I have published the code on github in my repository CaddyGoAccessDataLoggerConverter where you can download it.

Below are some examples of how can be run.

./ -n localhost:55555 -g access.goaccess.log -j access.json

   Sets up a TCP/IP network socket server on IP address localhost:55555
   and outputs any Log data streamed to it by Caddy over the network to
   a file named "access.goaccess.log" (containing Caddy log data converted
   into a format compatible with GoAccess - AND ALSO
   to an output file named "access.json" (containing the complete Caddy log
   data in JSON format)
   Optionally select only the -g [--outputGoAccessFilename] OR the -j
   [--outputJSONfilename] to output a single file of the required
./ -i access.log -g access.goaccess.log

   Reads in the data from the file "access.log" (JSON format) and writes
   out a file named "access.goaccess.log" (containing the Caddy log data
   converted into a format compatible with GoAccess).
./ -i access.log -i 600 -g access.goaccess.log

   Reads in the data from the file "access.log" (in JSON format) and writes
   out a file named "access.goaccess.log" (containing the Caddy log data
   converted into a format compatible with goAccess), then repeatedly
   sleeps for 10 minutes (600 seconds) before checking to see if any
   additional Caddy log data has been written to "access.log". If
   additional data has been added to "access.log", it will convert it and
   append it to "access.goaccess.log" before again sleeping.

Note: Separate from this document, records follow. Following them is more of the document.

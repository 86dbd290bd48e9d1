//! Business limits and shared user-facing messages.
//!
//! The limits are enforced by the external database's procedures; they are
//! repeated here for response texts and for the in-memory backend that
//! models those procedures in tests.

/// Maximum simultaneous unreturned rentals per renter.
pub const MAX_ACTIVE_RENTALS: u32 = 3;

/// Default rental period used to derive the expected-return date.
pub const RENTAL_PERIOD_DAYS: i64 = 7;

/// Canonical response messages (the API speaks Spanish, like its schema).
pub mod messages {
    use super::MAX_ACTIVE_RENTALS;

    pub const UNAUTHORIZED: &str = "No autorizado";
    pub const FORBIDDEN: &str = "No tienes permisos para esta acción";
    pub const NO_STOCK_AVAILABLE: &str = "No hay copias disponibles";
    pub const ALREADY_RENTED: &str = "Ya tienes esta película alquilada";
    pub const RENTAL_NOT_FOUND: &str = "Alquiler no encontrado o ya devuelto";
    pub const MOVIE_NOT_FOUND: &str = "Película no encontrada";
    pub const SERVER_ERROR: &str = "Algo salió mal en el servidor";

    pub fn max_rentals_reached() -> String {
        format!("Has alcanzado el límite de {MAX_ACTIVE_RENTALS} películas activas")
    }
}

Executing with the argument -h or --help will provide more instructions and detail on how to use

I would be very interested to get any feedback/comments on this as I believe it is robust and production ready.


Many thanks for that great script! I didn’t know about Goaccess and was already looking out for some commercial logging services. Thanks to this and your work we now have the perfect setup! :smiling_face_with_three_hearts:

Let me know if and how I can buy you a coffee or something.